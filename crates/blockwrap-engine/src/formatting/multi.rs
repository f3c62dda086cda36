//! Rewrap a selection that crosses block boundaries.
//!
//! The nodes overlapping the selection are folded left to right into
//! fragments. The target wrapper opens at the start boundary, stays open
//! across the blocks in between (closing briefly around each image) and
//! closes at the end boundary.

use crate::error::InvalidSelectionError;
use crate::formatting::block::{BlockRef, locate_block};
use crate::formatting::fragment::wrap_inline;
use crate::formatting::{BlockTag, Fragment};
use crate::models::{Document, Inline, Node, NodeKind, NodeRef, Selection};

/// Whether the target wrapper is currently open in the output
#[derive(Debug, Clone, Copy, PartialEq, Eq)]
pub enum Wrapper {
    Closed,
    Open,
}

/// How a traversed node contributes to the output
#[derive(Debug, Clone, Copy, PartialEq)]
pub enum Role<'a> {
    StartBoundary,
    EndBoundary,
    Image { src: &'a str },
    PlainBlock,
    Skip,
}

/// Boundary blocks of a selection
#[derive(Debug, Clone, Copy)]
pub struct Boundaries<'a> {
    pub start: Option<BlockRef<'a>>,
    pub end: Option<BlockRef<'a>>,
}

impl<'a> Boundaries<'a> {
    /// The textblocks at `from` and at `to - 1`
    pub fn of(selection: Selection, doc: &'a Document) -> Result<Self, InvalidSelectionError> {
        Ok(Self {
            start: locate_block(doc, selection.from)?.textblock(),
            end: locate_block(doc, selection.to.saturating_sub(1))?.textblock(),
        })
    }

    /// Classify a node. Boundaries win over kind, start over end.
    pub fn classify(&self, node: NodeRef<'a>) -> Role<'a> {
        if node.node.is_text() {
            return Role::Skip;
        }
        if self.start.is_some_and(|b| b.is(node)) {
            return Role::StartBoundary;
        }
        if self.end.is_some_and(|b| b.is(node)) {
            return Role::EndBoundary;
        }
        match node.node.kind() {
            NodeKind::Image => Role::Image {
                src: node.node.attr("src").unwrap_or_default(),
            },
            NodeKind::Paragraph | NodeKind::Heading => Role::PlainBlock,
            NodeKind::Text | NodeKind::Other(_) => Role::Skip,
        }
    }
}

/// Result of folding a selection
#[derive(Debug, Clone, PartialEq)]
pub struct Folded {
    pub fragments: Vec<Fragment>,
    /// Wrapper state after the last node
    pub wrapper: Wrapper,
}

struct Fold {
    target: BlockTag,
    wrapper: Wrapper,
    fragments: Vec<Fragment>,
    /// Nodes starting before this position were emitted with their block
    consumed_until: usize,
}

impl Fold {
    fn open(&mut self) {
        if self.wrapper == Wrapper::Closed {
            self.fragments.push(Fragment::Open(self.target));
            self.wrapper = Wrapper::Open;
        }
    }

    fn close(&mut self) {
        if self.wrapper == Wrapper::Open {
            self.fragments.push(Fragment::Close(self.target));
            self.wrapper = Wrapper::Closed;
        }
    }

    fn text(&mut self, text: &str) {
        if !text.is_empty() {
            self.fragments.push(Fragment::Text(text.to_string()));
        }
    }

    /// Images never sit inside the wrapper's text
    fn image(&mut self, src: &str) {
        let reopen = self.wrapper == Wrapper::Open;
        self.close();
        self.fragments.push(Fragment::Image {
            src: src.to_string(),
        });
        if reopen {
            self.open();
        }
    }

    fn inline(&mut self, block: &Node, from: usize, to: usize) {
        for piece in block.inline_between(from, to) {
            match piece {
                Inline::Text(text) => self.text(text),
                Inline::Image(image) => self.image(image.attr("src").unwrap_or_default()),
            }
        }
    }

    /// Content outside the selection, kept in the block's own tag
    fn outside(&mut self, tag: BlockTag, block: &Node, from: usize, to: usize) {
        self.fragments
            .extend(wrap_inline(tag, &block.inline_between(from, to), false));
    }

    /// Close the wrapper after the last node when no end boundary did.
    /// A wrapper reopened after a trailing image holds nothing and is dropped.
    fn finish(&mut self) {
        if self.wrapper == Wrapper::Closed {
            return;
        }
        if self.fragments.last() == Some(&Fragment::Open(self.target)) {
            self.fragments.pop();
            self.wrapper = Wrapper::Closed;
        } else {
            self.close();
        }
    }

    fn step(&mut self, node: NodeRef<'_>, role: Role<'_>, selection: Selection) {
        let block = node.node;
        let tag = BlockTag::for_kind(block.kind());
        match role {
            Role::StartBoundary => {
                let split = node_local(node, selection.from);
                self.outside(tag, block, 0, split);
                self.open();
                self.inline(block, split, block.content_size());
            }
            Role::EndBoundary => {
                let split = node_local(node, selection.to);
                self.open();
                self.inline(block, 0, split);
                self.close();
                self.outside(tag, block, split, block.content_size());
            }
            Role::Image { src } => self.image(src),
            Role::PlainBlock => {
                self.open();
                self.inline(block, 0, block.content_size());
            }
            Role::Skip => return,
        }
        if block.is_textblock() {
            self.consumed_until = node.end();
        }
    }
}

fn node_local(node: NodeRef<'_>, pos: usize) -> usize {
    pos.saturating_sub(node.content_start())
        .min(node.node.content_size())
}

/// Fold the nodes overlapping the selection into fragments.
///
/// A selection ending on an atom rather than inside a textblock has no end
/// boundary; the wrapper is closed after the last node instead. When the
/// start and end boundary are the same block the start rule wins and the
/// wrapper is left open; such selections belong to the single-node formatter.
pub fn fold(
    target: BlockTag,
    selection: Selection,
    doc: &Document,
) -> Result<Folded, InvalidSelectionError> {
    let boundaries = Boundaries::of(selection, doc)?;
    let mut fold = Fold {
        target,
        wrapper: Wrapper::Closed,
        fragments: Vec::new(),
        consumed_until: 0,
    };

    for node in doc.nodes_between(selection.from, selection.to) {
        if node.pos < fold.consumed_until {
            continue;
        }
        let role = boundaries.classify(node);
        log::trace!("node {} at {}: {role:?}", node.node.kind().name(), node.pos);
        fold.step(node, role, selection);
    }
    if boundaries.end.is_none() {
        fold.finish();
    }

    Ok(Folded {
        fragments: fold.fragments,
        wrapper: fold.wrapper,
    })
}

━━━

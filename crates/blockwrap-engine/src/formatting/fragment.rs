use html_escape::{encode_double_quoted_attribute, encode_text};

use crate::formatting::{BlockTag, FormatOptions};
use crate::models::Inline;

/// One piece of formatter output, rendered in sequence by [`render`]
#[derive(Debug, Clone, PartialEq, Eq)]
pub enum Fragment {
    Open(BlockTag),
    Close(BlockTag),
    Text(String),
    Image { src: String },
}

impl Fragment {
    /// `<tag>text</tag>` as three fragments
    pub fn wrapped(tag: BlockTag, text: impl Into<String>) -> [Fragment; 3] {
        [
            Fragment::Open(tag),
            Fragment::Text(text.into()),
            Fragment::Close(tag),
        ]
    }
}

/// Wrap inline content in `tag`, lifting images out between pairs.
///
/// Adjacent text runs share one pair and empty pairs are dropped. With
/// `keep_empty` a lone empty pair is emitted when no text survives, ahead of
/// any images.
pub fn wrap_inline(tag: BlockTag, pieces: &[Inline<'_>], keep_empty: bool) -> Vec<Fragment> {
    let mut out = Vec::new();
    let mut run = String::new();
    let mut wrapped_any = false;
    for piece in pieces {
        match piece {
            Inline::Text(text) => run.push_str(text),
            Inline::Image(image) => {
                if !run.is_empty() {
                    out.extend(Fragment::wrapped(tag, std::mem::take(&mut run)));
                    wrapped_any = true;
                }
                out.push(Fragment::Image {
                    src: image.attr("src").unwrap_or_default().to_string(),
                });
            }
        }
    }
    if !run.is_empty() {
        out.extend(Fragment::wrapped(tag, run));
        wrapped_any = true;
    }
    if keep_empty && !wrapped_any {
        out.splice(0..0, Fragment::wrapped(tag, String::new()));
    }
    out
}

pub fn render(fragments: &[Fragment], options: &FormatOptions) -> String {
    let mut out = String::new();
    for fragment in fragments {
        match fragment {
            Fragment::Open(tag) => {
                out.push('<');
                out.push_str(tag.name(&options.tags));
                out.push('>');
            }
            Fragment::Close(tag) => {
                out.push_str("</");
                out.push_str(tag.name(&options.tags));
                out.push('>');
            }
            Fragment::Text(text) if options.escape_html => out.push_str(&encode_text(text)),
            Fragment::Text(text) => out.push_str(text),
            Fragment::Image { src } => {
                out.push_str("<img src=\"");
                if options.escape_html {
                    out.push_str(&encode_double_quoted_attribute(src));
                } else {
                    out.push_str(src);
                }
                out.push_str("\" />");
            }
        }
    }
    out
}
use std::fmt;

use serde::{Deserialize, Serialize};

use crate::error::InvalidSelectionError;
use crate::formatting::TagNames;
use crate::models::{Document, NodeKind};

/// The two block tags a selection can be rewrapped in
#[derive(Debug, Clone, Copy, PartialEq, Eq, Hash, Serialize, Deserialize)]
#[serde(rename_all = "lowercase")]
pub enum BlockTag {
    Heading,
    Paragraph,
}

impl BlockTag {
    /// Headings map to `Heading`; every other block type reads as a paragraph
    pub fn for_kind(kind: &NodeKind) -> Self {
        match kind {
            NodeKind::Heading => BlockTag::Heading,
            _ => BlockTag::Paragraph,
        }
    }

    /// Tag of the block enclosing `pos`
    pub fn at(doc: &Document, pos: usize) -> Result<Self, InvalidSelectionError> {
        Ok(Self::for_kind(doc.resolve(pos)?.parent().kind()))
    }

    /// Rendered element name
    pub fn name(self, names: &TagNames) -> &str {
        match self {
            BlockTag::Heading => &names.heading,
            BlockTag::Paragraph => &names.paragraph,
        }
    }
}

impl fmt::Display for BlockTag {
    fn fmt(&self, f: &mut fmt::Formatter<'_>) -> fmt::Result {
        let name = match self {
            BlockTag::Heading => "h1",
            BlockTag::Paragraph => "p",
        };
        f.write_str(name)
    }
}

━━━

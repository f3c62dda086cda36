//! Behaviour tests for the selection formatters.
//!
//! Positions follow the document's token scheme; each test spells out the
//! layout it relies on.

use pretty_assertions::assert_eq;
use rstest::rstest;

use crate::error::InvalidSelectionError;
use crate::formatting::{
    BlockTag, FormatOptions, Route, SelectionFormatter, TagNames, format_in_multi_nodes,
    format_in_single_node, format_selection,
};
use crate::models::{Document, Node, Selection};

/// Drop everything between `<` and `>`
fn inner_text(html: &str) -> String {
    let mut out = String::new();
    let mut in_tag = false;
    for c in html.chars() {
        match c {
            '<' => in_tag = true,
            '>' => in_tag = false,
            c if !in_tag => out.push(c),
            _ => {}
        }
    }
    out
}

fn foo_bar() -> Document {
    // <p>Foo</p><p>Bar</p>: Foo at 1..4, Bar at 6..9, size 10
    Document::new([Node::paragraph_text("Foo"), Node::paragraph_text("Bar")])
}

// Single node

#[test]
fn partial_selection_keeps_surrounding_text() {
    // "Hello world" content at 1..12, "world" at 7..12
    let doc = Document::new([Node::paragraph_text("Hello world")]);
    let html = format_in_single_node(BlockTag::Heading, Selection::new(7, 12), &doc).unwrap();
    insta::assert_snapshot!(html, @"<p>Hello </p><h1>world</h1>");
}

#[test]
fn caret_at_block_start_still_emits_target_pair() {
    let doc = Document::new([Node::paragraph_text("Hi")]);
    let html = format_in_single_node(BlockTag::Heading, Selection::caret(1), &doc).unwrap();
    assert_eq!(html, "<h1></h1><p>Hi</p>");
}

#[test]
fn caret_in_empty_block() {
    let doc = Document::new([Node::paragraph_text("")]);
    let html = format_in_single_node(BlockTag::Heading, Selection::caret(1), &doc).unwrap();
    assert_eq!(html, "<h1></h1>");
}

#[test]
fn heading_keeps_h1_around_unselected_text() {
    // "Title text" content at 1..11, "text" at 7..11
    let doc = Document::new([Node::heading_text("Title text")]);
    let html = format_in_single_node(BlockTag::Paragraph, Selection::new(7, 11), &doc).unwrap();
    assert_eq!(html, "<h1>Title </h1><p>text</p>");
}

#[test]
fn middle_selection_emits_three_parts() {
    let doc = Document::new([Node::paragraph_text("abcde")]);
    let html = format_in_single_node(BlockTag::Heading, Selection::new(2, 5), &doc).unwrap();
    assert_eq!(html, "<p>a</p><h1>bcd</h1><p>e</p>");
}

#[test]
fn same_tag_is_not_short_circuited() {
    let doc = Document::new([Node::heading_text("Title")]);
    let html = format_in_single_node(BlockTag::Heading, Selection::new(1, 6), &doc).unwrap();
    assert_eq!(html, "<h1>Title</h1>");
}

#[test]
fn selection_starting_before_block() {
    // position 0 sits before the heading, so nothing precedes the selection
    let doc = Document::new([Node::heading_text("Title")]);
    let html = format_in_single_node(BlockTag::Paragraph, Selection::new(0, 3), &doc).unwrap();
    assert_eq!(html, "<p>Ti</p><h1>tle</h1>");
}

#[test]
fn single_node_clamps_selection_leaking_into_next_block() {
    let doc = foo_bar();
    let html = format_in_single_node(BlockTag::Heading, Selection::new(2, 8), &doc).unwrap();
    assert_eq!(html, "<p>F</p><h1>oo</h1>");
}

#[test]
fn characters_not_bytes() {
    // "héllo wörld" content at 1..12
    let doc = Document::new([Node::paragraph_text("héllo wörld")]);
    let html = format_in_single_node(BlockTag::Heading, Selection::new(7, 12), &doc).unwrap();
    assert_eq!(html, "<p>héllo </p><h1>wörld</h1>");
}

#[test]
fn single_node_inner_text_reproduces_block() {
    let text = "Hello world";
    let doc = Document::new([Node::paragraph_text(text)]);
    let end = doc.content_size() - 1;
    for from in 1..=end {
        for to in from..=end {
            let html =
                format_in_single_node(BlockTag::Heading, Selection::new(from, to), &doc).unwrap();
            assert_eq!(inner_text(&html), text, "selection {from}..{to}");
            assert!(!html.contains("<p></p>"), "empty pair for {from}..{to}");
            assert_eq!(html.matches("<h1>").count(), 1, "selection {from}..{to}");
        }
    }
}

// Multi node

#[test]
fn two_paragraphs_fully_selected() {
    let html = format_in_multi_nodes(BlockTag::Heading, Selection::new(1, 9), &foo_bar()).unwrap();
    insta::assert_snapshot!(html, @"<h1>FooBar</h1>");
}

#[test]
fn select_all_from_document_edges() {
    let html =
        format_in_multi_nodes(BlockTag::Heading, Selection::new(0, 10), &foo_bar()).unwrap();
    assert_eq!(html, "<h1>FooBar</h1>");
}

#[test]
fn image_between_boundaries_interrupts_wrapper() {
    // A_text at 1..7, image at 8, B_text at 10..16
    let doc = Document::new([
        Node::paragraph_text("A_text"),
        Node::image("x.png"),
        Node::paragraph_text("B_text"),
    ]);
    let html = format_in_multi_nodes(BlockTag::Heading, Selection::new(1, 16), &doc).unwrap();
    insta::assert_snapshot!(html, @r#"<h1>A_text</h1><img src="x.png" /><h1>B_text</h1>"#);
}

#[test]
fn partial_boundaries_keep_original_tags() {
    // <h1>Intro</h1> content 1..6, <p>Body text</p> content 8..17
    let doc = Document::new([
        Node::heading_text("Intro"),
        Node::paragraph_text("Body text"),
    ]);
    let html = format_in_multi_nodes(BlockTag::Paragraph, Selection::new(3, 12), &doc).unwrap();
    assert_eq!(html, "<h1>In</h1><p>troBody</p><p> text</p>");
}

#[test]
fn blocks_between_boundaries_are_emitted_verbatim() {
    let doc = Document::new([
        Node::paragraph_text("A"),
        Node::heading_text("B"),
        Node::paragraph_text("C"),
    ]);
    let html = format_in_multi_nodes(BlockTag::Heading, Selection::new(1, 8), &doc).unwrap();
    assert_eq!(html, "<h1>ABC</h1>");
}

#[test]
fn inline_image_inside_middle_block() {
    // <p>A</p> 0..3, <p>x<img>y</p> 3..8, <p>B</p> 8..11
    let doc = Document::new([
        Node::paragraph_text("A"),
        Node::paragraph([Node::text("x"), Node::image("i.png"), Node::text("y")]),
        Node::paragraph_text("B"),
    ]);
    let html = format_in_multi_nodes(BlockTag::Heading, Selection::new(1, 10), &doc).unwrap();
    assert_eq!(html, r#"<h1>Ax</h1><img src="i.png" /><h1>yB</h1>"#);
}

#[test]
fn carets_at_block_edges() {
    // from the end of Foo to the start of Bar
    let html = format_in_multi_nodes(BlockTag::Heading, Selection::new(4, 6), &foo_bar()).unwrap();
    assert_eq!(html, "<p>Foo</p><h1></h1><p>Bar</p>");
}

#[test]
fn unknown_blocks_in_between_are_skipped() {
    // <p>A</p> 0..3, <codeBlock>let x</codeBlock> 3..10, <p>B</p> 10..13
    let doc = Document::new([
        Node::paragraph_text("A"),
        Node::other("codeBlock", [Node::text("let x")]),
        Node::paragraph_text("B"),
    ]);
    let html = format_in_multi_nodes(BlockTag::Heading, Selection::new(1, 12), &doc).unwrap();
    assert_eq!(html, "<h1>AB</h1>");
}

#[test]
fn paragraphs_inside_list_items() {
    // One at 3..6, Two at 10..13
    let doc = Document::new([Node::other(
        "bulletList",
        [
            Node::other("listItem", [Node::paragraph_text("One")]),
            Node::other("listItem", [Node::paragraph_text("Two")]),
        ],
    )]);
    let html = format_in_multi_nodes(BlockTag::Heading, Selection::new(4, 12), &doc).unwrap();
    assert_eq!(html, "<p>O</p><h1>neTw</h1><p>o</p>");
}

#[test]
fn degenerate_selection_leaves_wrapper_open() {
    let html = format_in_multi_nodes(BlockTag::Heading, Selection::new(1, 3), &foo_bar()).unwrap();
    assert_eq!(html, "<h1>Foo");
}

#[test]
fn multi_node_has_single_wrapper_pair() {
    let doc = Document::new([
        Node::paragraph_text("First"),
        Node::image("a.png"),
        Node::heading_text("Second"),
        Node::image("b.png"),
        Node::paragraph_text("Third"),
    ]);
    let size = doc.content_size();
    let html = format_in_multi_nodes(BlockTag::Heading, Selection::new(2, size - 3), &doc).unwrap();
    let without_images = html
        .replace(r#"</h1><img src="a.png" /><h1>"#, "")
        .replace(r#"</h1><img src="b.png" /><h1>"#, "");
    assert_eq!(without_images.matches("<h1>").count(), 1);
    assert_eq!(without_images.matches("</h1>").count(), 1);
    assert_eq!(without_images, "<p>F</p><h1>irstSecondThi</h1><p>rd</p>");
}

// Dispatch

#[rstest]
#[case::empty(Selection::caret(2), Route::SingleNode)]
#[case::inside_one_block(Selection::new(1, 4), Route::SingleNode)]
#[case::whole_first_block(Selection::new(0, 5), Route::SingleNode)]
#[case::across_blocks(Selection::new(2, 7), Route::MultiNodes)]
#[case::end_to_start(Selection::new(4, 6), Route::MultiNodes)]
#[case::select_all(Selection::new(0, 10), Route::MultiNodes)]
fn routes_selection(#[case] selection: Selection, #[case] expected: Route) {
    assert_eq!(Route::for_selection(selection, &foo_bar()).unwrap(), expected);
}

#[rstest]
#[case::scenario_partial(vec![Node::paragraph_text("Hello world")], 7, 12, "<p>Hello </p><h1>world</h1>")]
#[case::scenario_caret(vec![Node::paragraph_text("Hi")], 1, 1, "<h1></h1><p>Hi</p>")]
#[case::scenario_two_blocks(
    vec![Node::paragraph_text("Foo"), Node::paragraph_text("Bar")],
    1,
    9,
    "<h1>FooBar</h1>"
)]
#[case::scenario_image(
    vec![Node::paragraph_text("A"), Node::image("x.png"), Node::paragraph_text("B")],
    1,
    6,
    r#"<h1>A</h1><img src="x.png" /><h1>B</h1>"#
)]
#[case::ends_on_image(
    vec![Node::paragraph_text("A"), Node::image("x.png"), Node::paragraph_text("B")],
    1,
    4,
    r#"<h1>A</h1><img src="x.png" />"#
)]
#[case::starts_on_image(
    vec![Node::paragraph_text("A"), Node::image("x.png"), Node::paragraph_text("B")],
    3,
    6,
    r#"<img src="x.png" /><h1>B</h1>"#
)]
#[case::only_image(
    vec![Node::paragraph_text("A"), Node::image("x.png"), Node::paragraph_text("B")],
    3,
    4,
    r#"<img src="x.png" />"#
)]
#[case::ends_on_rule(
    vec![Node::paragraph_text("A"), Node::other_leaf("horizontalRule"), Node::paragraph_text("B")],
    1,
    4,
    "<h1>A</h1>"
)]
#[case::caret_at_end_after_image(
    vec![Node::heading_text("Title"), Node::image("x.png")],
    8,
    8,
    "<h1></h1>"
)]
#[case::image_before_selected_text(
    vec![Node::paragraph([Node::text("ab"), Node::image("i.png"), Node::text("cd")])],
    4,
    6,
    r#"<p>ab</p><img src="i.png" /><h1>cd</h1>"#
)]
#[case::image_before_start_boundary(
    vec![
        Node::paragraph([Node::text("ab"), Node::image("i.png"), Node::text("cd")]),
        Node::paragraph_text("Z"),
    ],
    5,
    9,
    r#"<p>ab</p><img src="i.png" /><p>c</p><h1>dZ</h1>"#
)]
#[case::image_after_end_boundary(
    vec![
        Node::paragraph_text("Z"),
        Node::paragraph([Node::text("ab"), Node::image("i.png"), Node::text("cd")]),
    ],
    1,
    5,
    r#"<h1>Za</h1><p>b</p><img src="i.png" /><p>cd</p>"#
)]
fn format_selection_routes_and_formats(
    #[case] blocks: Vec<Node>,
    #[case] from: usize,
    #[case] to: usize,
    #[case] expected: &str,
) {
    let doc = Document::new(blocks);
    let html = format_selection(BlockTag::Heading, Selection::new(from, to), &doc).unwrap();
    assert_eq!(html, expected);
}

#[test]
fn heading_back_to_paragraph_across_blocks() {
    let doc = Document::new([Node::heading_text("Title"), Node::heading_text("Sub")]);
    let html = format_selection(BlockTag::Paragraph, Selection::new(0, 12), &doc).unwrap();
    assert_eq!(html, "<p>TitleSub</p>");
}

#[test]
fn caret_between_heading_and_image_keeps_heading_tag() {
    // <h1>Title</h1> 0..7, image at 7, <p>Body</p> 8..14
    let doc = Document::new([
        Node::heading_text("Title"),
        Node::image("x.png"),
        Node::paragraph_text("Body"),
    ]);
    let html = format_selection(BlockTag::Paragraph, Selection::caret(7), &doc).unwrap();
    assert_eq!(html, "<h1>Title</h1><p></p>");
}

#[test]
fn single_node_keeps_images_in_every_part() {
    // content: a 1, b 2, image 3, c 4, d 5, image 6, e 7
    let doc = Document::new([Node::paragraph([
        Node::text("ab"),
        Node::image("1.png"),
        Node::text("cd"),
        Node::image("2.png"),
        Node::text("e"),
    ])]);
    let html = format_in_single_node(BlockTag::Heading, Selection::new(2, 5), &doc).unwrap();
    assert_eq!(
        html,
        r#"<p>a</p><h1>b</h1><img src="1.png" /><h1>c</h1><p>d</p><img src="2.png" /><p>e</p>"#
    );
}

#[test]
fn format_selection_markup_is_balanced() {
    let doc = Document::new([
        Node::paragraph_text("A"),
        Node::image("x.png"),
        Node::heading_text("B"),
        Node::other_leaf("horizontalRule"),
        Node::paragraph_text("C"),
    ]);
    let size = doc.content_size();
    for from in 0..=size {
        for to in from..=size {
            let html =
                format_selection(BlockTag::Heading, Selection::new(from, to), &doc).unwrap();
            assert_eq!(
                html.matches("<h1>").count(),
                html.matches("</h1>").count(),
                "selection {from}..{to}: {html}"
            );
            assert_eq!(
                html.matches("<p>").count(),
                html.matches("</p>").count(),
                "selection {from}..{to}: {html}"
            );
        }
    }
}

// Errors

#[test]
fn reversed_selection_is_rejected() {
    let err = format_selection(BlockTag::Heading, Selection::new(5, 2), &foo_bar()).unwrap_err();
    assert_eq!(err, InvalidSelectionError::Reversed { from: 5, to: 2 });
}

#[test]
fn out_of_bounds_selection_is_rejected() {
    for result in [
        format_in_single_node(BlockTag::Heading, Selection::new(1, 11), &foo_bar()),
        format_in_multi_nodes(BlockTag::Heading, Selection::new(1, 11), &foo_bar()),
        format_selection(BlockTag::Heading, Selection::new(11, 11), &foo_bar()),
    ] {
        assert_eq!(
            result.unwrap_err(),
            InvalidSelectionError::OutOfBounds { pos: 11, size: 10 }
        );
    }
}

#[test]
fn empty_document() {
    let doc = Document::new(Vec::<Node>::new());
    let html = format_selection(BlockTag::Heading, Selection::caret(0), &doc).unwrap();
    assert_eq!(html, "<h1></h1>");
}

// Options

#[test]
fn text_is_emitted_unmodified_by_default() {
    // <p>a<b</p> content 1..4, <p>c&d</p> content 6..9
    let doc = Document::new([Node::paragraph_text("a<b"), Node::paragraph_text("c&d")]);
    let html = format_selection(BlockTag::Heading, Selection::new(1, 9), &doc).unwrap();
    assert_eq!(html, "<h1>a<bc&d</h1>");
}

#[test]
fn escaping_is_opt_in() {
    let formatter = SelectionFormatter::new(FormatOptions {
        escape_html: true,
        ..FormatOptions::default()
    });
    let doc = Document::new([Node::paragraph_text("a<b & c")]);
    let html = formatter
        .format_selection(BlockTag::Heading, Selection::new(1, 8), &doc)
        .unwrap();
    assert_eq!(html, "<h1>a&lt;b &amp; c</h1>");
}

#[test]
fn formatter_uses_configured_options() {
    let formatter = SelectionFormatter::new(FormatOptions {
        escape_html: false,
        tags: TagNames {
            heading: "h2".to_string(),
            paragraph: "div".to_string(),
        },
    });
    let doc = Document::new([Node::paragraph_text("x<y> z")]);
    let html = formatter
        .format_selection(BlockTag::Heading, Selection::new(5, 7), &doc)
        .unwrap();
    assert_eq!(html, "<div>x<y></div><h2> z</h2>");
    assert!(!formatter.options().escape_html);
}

━━━

Exercise objective
Please return only the lines above, starting at the line that has "filename crates/blockwrap-engine/src/formatting/multi.rs" and ending at the line that has "to right into", keeping both and leaving each one unchanged.

Reply to the exercise
filename crates/blockwrap-engine/src/formatting/multi.rs
repository f3c62dda086cda36
//! Rewrap a selection that crosses block boundaries.
//!
//! The nodes overlapping the selection are folded left to right into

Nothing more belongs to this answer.